ENTRIES SUPPLIED:
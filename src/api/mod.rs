//! HTTP routes and shared handler state.

use axum::{routing::{get, post, put}, Router};
use sqlx::PgPool;
use tower_http::trace::TraceLayer;

use crate::auth::TokenKeys;
use crate::bus::EventBus;
use crate::payments::StripeClient;
use crate::store::Store;
use crate::{AppConfig, Result, ShopError};

mod auth;
mod extract;
mod orders;
mod payments;
mod products;
mod users;

#[derive(Clone)]
pub struct AppState {
    pub store: Store,
    pub tokens: TokenKeys,
    /// `None` when no Stripe key is configured.
    pub stripe: Option<StripeClient>,
    pub bus: EventBus,
}

impl AppState {
    pub fn new(config: &AppConfig, db: PgPool, bus: EventBus) -> Self {
        Self {
            store: Store::new(db, config.currency()),
            tokens: TokenKeys::new(&config.jwt_secret, config.jwt_ttl_hours),
            stripe: config.stripe.as_ref().map(StripeClient::new),
            bus,
        }
    }

    pub fn stripe(&self) -> Result<&StripeClient> { self.stripe.as_ref().ok_or(ShopError::PaymentsDisabled) }
}

pub fn router(state: AppState) -> Router {
    Router::new()
        .route("/api/auth/register", post(auth::register))
        .route("/api/auth/login", post(auth::login))
        .route("/api/auth/profile", get(auth::profile))
        .route("/api/products", get(products::list_products).post(products::create_product))
        .route("/api/products/:id", get(products::get_product).put(products::update_product).delete(products::delete_product))
        .route("/api/orders", get(orders::list_orders).post(orders::create_order))
        .route("/api/orders/myorders", get(orders::my_orders))
        .route("/api/orders/:id", get(orders::get_order).delete(orders::delete_order))
        .route("/api/orders/:id/status", put(orders::update_status))
        .route("/api/orders/:id/products", put(orders::update_products))
        .route("/api/orders/:id/pay", post(orders::pay_order))
        .route("/api/orders/:id/cancel", put(orders::cancel_order))
        .route("/api/payments/stripe/create-intent", post(payments::create_intent))
        .route("/api/payments/stripe/webhook", post(payments::webhook))
        .route("/api/payments/refund/:order_id", put(payments::refund_order))
        .route("/api/users", get(users::list_users))
        .route("/api/users/stats", get(users::user_stats))
        .route("/api/users/:id", get(users::get_user).delete(users::delete_user))
        .route("/api/users/:id/role", put(users::update_role))
        .layer(TraceLayer::new_for_http())
        .with_state(state)
}
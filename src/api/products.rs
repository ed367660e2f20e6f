use axum::{extract::State, http::StatusCode};
use serde::Deserialize;
use serde_json::{json, Value};
use uuid::Uuid;
use validator::Validate;

use crate::auth::AuthUser;
use crate::domain::aggregates::{NewProduct, Product, ProductPatch};
use crate::store::Page;
use crate::{Result, ShopError};
use super::extract::{lenient, Json, Path, Query};
use super::AppState;

#[derive(Debug, Deserialize)]
pub struct ProductQuery {
    #[serde(default, deserialize_with = "lenient")]
    pub page: Option<i64>,
    #[serde(default, deserialize_with = "lenient")]
    pub limit: Option<i64>,
    pub keyword: Option<String>,
}

#[derive(Debug, Deserialize, Validate)]
pub struct CreateProductRequest {
    #[serde(default)]
    #[validate(length(min = 1, message = "Product name is required"))]
    pub name: String,
    #[validate(range(min = 0, message = "Price cannot be negative"))]
    pub price: i64,
    #[serde(default)]
    #[validate(range(min = 0, message = "Stock cannot be negative"))]
    pub stock: i32,
    pub description: Option<String>,
    #[serde(alias = "imageUrl", alias = "image")]
    pub image_url: Option<String>,
}

#[derive(Debug, Deserialize, Validate)]
pub struct UpdateProductRequest {
    #[validate(length(min = 1, message = "Product name is required"))]
    pub name: Option<String>,
    #[validate(range(min = 0, message = "Price cannot be negative"))]
    pub price: Option<i64>,
    #[validate(range(min = 0, message = "Stock cannot be negative"))]
    pub stock: Option<i32>,
    pub description: Option<String>,
    #[serde(alias = "imageUrl", alias = "image")]
    pub image_url: Option<String>,
}

pub async fn list_products(State(state): State<AppState>, Query(q): Query<ProductQuery>) -> Result<Json<Value>> {
    let page = Page::new(q.page, q.limit, 10);
    let found = state.store.list_products(q.keyword.as_deref(), page).await?;
    Ok(Json(json!({
        "success": true,
        "page": page.number,
        "pages": page.pages(found.total),
        "total": found.total,
        "products": found.items,
    })))
}

pub async fn get_product(State(state): State<AppState>, Path(id): Path<Uuid>) -> Result<Json<Value>> {
    let product = state.store.find_product(id).await?.ok_or_else(|| ShopError::not_found("Product"))?;
    Ok(Json(json!({ "success": true, "product": product })))
}

pub async fn create_product(State(state): State<AppState>, user: AuthUser, Json(req): Json<CreateProductRequest>) -> Result<(StatusCode, Json<Value>)> {
    user.require_staff()?;
    req.validate()?;
    let mut product = Product::create(NewProduct {
        name: req.name, price: req.price, stock: req.stock, description: req.description, image_url: req.image_url,
    })?;
    let events = state.store.insert_product(&mut product).await?;
    state.bus.publish(events).await;
    Ok((StatusCode::CREATED, Json(json!({ "success": true, "message": "Product created successfully", "product": product }))))
}

pub async fn update_product(State(state): State<AppState>, user: AuthUser, Path(id): Path<Uuid>, Json(req): Json<UpdateProductRequest>) -> Result<Json<Value>> {
    user.require_staff()?;
    req.validate()?;
    let patch = ProductPatch { name: req.name, price: req.price, stock: req.stock, description: req.description, image_url: req.image_url };
    let product = state.store.update_product(id, patch).await?.ok_or_else(|| ShopError::not_found("Product"))?;
    Ok(Json(json!({ "success": true, "message": "Product updated successfully", "product": product })))
}

pub async fn delete_product(State(state): State<AppState>, user: AuthUser, Path(id): Path<Uuid>) -> Result<Json<Value>> {
    user.require_admin()?;
    if !state.store.delete_product(id).await? {
        return Err(ShopError::not_found("Product"));
    }
    Ok(Json(json!({ "success": true, "message": "Product deleted successfully" })))
}
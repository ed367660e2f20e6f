//! Password hashing, bearer tokens and the authenticated-user extractor.

use argon2::password_hash::{rand_core::OsRng, PasswordHash, PasswordHasher, PasswordVerifier, SaltString};
use argon2::Argon2;
use axum::{extract::FromRequestParts, http::{header::AUTHORIZATION, request::Parts}};
use chrono::{Duration, Utc};
use jsonwebtoken::{decode, encode, DecodingKey, EncodingKey, Header, Validation};
use serde::{Deserialize, Serialize};
use uuid::Uuid;

use crate::api::AppState;
use crate::domain::aggregates::User;
use crate::domain::value_objects::Role;
use crate::{Result, ShopError};

/// Hashes with argon2id and a fresh random salt; returns a PHC string.
pub fn hash_password(password: &str) -> Result<String> {
    let salt = SaltString::generate(&mut OsRng);
    Argon2::default()
        .hash_password(password.as_bytes(), &salt)
        .map(|h| h.to_string())
        .map_err(|e| ShopError::Internal(format!("password hashing failed: {e}")))
}

pub fn verify_password(password: &str, phc: &str) -> bool {
    match PasswordHash::new(phc) {
        Ok(parsed) => Argon2::default().verify_password(password.as_bytes(), &parsed).is_ok(),
        Err(e) => {
            tracing::warn!(error = %e, "stored password hash is unreadable");
            false
        }
    }
}

#[derive(Debug, Serialize, Deserialize)]
pub struct Claims {
    pub sub: Uuid,
    pub iat: i64,
    pub exp: i64,
}

/// HS256 signing and verification keys plus the token lifetime.
#[derive(Clone)]
pub struct TokenKeys {
    encoding: EncodingKey,
    decoding: DecodingKey,
    ttl: Duration,
}

impl TokenKeys {
    pub fn new(secret: &str, ttl_hours: i64) -> Self {
        Self {
            encoding: EncodingKey::from_secret(secret.as_bytes()),
            decoding: DecodingKey::from_secret(secret.as_bytes()),
            ttl: Duration::hours(ttl_hours),
        }
    }

    pub fn issue(&self, user_id: Uuid) -> Result<String> {
        let now = Utc::now();
        let claims = Claims { sub: user_id, iat: now.timestamp(), exp: (now + self.ttl).timestamp() };
        encode(&Header::default(), &claims, &self.encoding).map_err(|e| ShopError::Internal(format!("token signing failed: {e}")))
    }

    pub fn verify(&self, token: &str) -> Result<Claims> {
        decode::<Claims>(token, &self.decoding, &Validation::default())
            .map(|data| data.claims)
            .map_err(|e| {
                tracing::debug!(error = %e, "rejected bearer token");
                ShopError::Unauthorized("Not authorized".into())
            })
    }
}

/// The caller, resolved from `Authorization: Bearer <token>`.
#[derive(Clone, Debug)]
pub struct AuthUser(pub User);

impl AuthUser {
    pub fn id(&self) -> Uuid { self.0.id() }
    pub fn role(&self) -> Role { self.0.role() }

    pub fn require_staff(&self) -> Result<()> {
        if self.role().is_staff() { Ok(()) } else { Err(self.denied()) }
    }

    pub fn require_admin(&self) -> Result<()> {
        if self.role() == Role::Admin { Ok(()) } else { Err(self.denied()) }
    }

    /// Owners act on their own records; admins act on anyone's.
    pub fn require_owner_or_admin(&self, owner: Uuid) -> Result<()> {
        if self.id() == owner || self.role() == Role::Admin { Ok(()) } else { Err(ShopError::Forbidden("Not authorized".into())) }
    }

    pub fn require_owner(&self, owner: Uuid) -> Result<()> {
        if self.id() == owner { Ok(()) } else { Err(ShopError::Forbidden("Not authorized".into())) }
    }

    fn denied(&self) -> ShopError {
        tracing::info!(user_id = %self.id(), role = %self.role(), "access denied");
        ShopError::Forbidden("Access denied. Insufficient permissions.".into())
    }
}

#[axum::async_trait]
impl FromRequestParts<AppState> for AuthUser {
    type Rejection = ShopError;

    async fn from_request_parts(parts: &mut Parts, state: &AppState) -> Result<Self> {
        let token = parts
            .headers
            .get(AUTHORIZATION)
            .and_then(|v| v.to_str().ok())
            .and_then(|v| v.strip_prefix("Bearer "))
            .map(str::trim)
            .filter(|t| !t.is_empty())
            .ok_or_else(|| ShopError::Unauthorized("No token provided".into()))?;
        let claims = state.tokens.verify(token)?;
        let user = state
            .store
            .find_user(claims.sub)
            .await?
            .ok_or_else(|| ShopError::Unauthorized("User not found".into()))?;
        Ok(AuthUser(user))
    }
}

#[cfg(test)]
mod tests {
    use super::*;
    use crate::domain::value_objects::Email;

    #[test]
    fn test_password_round_trip() {
        let hash = hash_password("hunter22").unwrap();
        assert!(hash.starts_with("$argon2id$"));
        assert!(verify_password("hunter22", &hash));
        assert!(!verify_password("hunter23", &hash));
        assert!(!verify_password("hunter22", "not-a-phc-string"));
    }

    #[test]
    fn test_token_issue_and_verify() {
        let keys = TokenKeys::new("secret", 1);
        let id = Uuid::now_v7();
        let claims = keys.verify(&keys.issue(id).unwrap()).unwrap();
        assert_eq!(claims.sub, id);
        assert!(claims.exp > claims.iat);
    }

    #[test]
    fn test_token_wrong_secret_or_expired() {
        let id = Uuid::now_v7();
        let token = TokenKeys::new("secret", 1).issue(id).unwrap();
        assert!(matches!(TokenKeys::new("other", 1).verify(&token), Err(ShopError::Unauthorized(_))));
        let expired = TokenKeys::new("secret", -2).issue(id).unwrap();
        assert!(TokenKeys::new("secret", 1).verify(&expired).is_err());
    }

    #[test]
    fn test_role_guards() {
        let user = User::register("Jane", Email::new("jane@example.com").unwrap(), "h".into()).unwrap();
        let owner = user.id();
        let mut admin = user.clone();
        admin.change_role(Role::Admin);
        let plain = AuthUser(user);
        assert!(plain.require_staff().is_err());
        assert!(plain.require_owner_or_admin(owner).is_ok());
        assert!(plain.require_owner_or_admin(Uuid::now_v7()).is_err());
        let admin = AuthUser(admin);
        assert!(admin.require_admin().is_ok());
        assert!(admin.require_owner_or_admin(Uuid::now_v7()).is_ok());
    }
}
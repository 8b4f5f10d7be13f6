//! In-memory project registry.
//!
//! The registry is the only place project ids are minted. Ids start at 1,
//! only ever increase, and are not reused after a delete.

use std::collections::BTreeMap;

use tracing::debug;

use super::project::{NewProject, Project, ProjectId};
use crate::error::{Error, Result};

/// Registry of tracked projects
#[derive(Debug, Clone)]
pub struct ProjectRegistry {
    /// Projects indexed by id (ascending id == insertion order)
    projects: BTreeMap<ProjectId, Project>,
    /// Next id to assign
    next_id: u64,
}

impl Default for ProjectRegistry {
    fn default() -> Self {
        Self {
            projects: BTreeMap::new(),
            next_id: 1,
        }
    }
}

impl ProjectRegistry {
    /// Create an empty registry
    pub fn new() -> Self {
        Self::default()
    }

    /// Validate and store a new project, assigning its id
    pub fn create(&mut self, new: NewProject) -> Result<Project> {
        new.validate()?;

        let id = ProjectId::new(self.next_id);
        self.next_id = self
            .next_id
            .checked_add(1)
            .ok_or_else(|| Error::Internal("project id space exhausted".into()))?;

        let project = Project::from_new(id, new);
        self.projects.insert(id, project.clone());
        debug!(%id, name = %project.name, "project registered");

        Ok(project)
    }

    /// All projects in id order
    pub fn list(&self) -> Vec<Project> {
        self.projects.values().cloned().collect()
    }

    /// Get a project by id
    pub fn get(&self, id: ProjectId) -> Option<&Project> {
        self.projects.get(&id)
    }

    /// Remove a project, returning it
    pub fn delete(&mut self, id: ProjectId) -> Result<Project> {
        self.projects.remove(&id).ok_or(Error::ProjectNotFound(id))
    }

    /// Number of projects
    pub fn len(&self) -> usize {
        self.projects.len()
    }

    /// Whether the registry is empty
    pub fn is_empty(&self) -> bool {
        self.projects.is_empty()
    }
}

// ═══════════════════════════════════════════════════════════════════════════════
// TESTS
// ═══════════════════════════════════════════════════════════════════════════════

#[cfg(test)]
mod tests {
    use super::*;
    use proptest::prelude::*;

    fn sample(name: &str) -> NewProject {
        NewProject::new(name, format!("https://github.com/acme/{}", name))
    }

    #[test]
    fn test_create_assigns_sequential_ids() {
        let mut registry = ProjectRegistry::new();
        let a = registry.create(sample("pos")).unwrap();
        let b = registry.create(sample("ai")).unwrap();

        assert_eq!(a.id, ProjectId::new(1));
        assert_eq!(b.id, ProjectId::new(2));
        assert_eq!(registry.len(), 2);
    }

    #[test]
    fn test_create_rejects_missing_fields() {
        let mut registry = ProjectRegistry::new();
        let err = registry.create(NewProject::new("", "https://git/x")).unwrap_err();

        assert_eq!(err, Error::MissingField("name"));
        assert!(registry.is_empty());

        // A rejected create does not burn an id
        let ok = registry.create(sample("pos")).unwrap();
        assert_eq!(ok.id, ProjectId::new(1));
    }

    #[test]
    fn test_delete_and_not_found() {
        let mut registry = ProjectRegistry::new();
        let project = registry.create(sample("chain")).unwrap();

        let removed = registry.delete(project.id).unwrap();
        assert_eq!(removed.name, "chain");
        assert!(registry.get(project.id).is_none());

        assert_eq!(
            registry.delete(project.id),
            Err(Error::ProjectNotFound(project.id))
        );
    }

    #[test]
    fn test_ids_not_reused_after_delete() {
        let mut registry = ProjectRegistry::new();
        let first = registry.create(sample("a")).unwrap();
        registry.delete(first.id).unwrap();

        let second = registry.create(sample("b")).unwrap();
        assert_eq!(second.id, ProjectId::new(2));
    }

    #[test]
    fn test_list_in_insertion_order() {
        let mut registry = ProjectRegistry::new();
        for name in ["zeta", "alpha", "mid"] {
            registry.create(sample(name)).unwrap();
        }

        let names: Vec<_> = registry.list().into_iter().map(|p| p.name).collect();
        assert_eq!(names, vec!["zeta", "alpha", "mid"]);
    }

    proptest! {
        #[test]
        fn prop_ids_strictly_increase(ops in proptest::collection::vec(any::<bool>(), 1..64)) {
            let mut registry = ProjectRegistry::new();
            let mut last_id = 0u64;

            for create in ops {
                if create || registry.is_empty() {
                    let project = registry.create(sample("p")).unwrap();
                    prop_assert!(project.id.get() > last_id);
                    last_id = project.id.get();
                } else {
                    let first = registry.list()[0].id;
                    registry.delete(first).unwrap();
                }
            }

            let ids: Vec<u64> = registry.list().iter().map(|p| p.id.get()).collect();
            let mut sorted = ids.clone();
            sorted.sort_unstable();
            sorted.dedup();
            prop_assert_eq!(ids, sorted);
        }
    }
}
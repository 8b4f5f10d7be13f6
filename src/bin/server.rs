//! projboard Server
//!
//! Serves the project registry and the dashboard payload over HTTP.

use std::path::PathBuf;
use std::sync::Arc;

use chrono::Utc;
use clap::Parser;
use tracing::{info, warn};

use projboard::cli::ServerConfig;
use projboard::dashboard::alerts::AlertRules;
use projboard::dashboard::data::DashboardData;
use projboard::dashboard::source::{DashboardSource, FileSource, StaticSource};
use projboard::rpc::{self, AppState};

/// projboard server - project registry and dashboard API
#[derive(Parser)]
#[command(name = "projboard-server")]
#[command(version = projboard::VERSION)]
#[command(about = "HTTP server for projects and dashboard data", long_about = None)]
struct Args {
    /// Path to a JSON server configuration file
    #[arg(short, long, env = "PROJBOARD_SERVER_CONFIG")]
    config: Option<PathBuf>,

    /// Listen address (overrides the configuration)
    #[arg(short, long)]
    bind: Option<String>,
}

// ═══════════════════════════════════════════════════════════════════════════════
// MAIN
// ═══════════════════════════════════════════════════════════════════════════════

#[tokio::main]
async fn main() -> anyhow::Result<()> {
    // Initialize tracing
    tracing_subscriber::fmt()
        .with_env_filter(
            tracing_subscriber::EnvFilter::from_default_env()
                .add_directive(tracing::Level::INFO.into()),
        )
        .init();

    let args = Args::parse();

    let mut config = match &args.config {
        Some(path) => ServerConfig::load(path)?.with_env(),
        None => ServerConfig::from_env(),
    };
    if let Some(bind) = args.bind {
        config.bind = bind;
    }
    config.validate()?;
    let addr = config.bind_addr()?;

    // Dashboard payload source
    let source: Arc<dyn DashboardSource> = match &config.dashboard_path {
        Some(path) => {
            if !path.exists() {
                warn!(path = %path.display(), "dashboard file does not exist yet");
            }
            Arc::new(FileSource::new(path.clone()))
        }
        None => {
            info!("no dashboard file configured, serving placeholder data");
            Arc::new(StaticSource::new(DashboardData::placeholder(Utc::now())))
        }
    };
    info!(source = %source.describe(), "dashboard source ready");

    let mut state = AppState::new(source);
    if config.derive_alerts {
        info!(
            open_issues_threshold = config.open_issues_threshold,
            "threshold alerts enabled"
        );
        state = state.with_rules(AlertRules::new(config.thresholds()));
    }

    rpc::serve(addr, Arc::new(state)).await?;
    Ok(())
}
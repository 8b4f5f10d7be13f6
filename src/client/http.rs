//! REST client for the projboard server.
//!
//! Wraps a `reqwest::Client` and maps transport and status failures onto
//! [`Error`]. There is no retry; a failed call surfaces to the caller.

use reqwest::{Client, Response, StatusCode};
use serde::{de::DeserializeOwned, Deserialize, Serialize};

use crate::core::project::{NewProject, Project, ProjectId};
use crate::dashboard::data::DashboardData;
use crate::error::{Error, Result};

// ═══════════════════════════════════════════════════════════════════════════════
// CONFIGURATION
// ═══════════════════════════════════════════════════════════════════════════════

/// Configuration for the HTTP client
#[derive(Debug, Clone, Serialize, Deserialize)]
pub struct HttpClientConfig {
    /// Timeout in milliseconds
    pub timeout_ms: u64,
    /// User agent string
    pub user_agent: String,
}

impl Default for HttpClientConfig {
    fn default() -> Self {
        Self {
            timeout_ms: 10_000,
            user_agent: format!("projboard/{}", crate::VERSION),
        }
    }
}

/// Error body returned by the server
#[derive(Debug, Deserialize)]
struct ErrorBody {
    error: String,
}

/// Health check body
#[derive(Debug, Clone, PartialEq, Eq, Serialize, Deserialize)]
pub struct HealthInfo {
    /// Reported status
    pub status: String,
    /// Service name
    pub service: String,
    /// Server version
    pub version: String,
}

// ═══════════════════════════════════════════════════════════════════════════════
// API CLIENT
// ═══════════════════════════════════════════════════════════════════════════════

/// HTTP client for the projects and dashboard endpoints
#[derive(Debug, Clone)]
pub struct ApiClient {
    /// HTTP client
    client: Client,
    /// Base URL without trailing slash
    base_url: String,
}

impl ApiClient {
    /// Create a new client for `base_url`
    pub fn new(base_url: impl Into<String>, config: HttpClientConfig) -> Result<Self> {
        let client = Client::builder()
            .timeout(std::time::Duration::from_millis(config.timeout_ms))
            .user_agent(&config.user_agent)
            .build()
            .map_err(|e| Error::Internal(format!("Failed to create HTTP client: {}", e)))?;

        let base_url = base_url.into().trim_end_matches('/').to_string();
        if base_url.is_empty() {
            return Err(Error::InvalidParameter {
                name: "base_url".into(),
                reason: "cannot be empty".into(),
            });
        }

        Ok(Self { client, base_url })
    }

    /// Create with default configuration
    pub fn with_defaults(base_url: impl Into<String>) -> Result<Self> {
        Self::new(base_url, HttpClientConfig::default())
    }

    /// Base URL
    pub fn base_url(&self) -> &str {
        &self.base_url
    }

    fn url(&self, path: &str) -> String {
        format!("{}{}", self.base_url, path)
    }

    /// GET /projects
    pub async fn list_projects(&self) -> Result<Vec<Project>> {
        let response = self
            .client
            .get(self.url("/projects"))
            .send()
            .await
            .map_err(|e| Error::Http(format!("List projects failed: {}", e)))?;

        Self::json(Self::expect(response, StatusCode::OK).await?).await
    }

    /// POST /projects
    pub async fn add_project(&self, project: &NewProject) -> Result<Project> {
        let response = self
            .client
            .post(self.url("/projects"))
            .json(project)
            .send()
            .await
            .map_err(|e| Error::Http(format!("Add project failed: {}", e)))?;

        Self::json(Self::expect(response, StatusCode::CREATED).await?).await
    }

    /// DELETE /projects/{id}
    pub async fn delete_project(&self, id: ProjectId) -> Result<()> {
        let response = self
            .client
            .delete(self.url(&format!("/projects/{}", id)))
            .send()
            .await
            .map_err(|e| Error::Http(format!("Delete project failed: {}", e)))?;

        if response.status() == StatusCode::NOT_FOUND {
            return Err(Error::ProjectNotFound(id));
        }
        Self::expect(response, StatusCode::NO_CONTENT).await?;
        Ok(())
    }

    /// GET /api/dashboard-data
    pub async fn fetch_dashboard(&self) -> Result<DashboardData> {
        let response = self
            .client
            .get(self.url("/api/dashboard-data"))
            .send()
            .await
            .map_err(|e| Error::Http(format!("Dashboard request failed: {}", e)))?;

        Self::json(Self::expect(response, StatusCode::OK).await?).await
    }

    /// GET /health
    pub async fn health(&self) -> Result<HealthInfo> {
        let response = self
            .client
            .get(self.url("/health"))
            .send()
            .await
            .map_err(|e| Error::Http(format!("Health check failed: {}", e)))?;

        Self::json(Self::expect(response, StatusCode::OK).await?).await
    }

    /// Pass the response through if it has the expected status
    async fn expect(response: Response, expected: StatusCode) -> Result<Response> {
        let status = response.status();
        if status == expected {
            return Ok(response);
        }

        let body = response.text().await.unwrap_or_default();
        let message = serde_json::from_str::<ErrorBody>(&body)
            .map(|b| b.error)
            .unwrap_or_else(|_| {
                if body.is_empty() {
                    status.canonical_reason().unwrap_or("unexpected status").to_string()
                } else {
                    body
                }
            });

        Err(Error::Status {
            status: status.as_u16(),
            message,
        })
    }

    async fn json<T: DeserializeOwned>(response: Response) -> Result<T> {
        response
            .json()
            .await
            .map_err(|e| Error::Deserialization(format!("Failed to parse response: {}", e)))
    }
}

#[cfg(test)]
mod tests {
    use super::*;

    #[test]
    fn test_trailing_slash_trimmed() {
        let client = ApiClient::with_defaults("http://localhost:5000/").unwrap();
        assert_eq!(client.base_url(), "http://localhost:5000");
        assert_eq!(client.url("/projects"), "http://localhost:5000/projects");
    }

    #[test]
    fn test_empty_base_url_rejected() {
        assert!(matches!(
            ApiClient::with_defaults("/"),
            Err(Error::InvalidParameter { .. })
        ));
    }

    #[test]
    fn test_default_config() {
        let config = HttpClientConfig::default();
        assert_eq!(config.timeout_ms, 10_000);
        assert!(config.user_agent.starts_with("projboard/"));
    }

    #[tokio::test]
    async fn test_unreachable_server_is_http_error() {
        let config = HttpClientConfig {
            timeout_ms: 500,
            ..Default::default()
        };
        // Port 9 (discard) on loopback is almost never listening
        let client = ApiClient::new("http://127.0.0.1:9", config).unwrap();
        let err = client.list_projects().await.unwrap_err();
        assert!(matches!(err, Error::Http(_)));
        assert!(err.is_recoverable());
    }
}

EXERCISE DIRECTIONS: Each line in the entries above that includes the string "DeserializeOwned" should be extracted.

RESULT BELOW:
use serde::{de::DeserializeOwned, Deserialize, Serialize};
    async fn json<T: DeserializeOwned>(response: Response) -> Result<T> {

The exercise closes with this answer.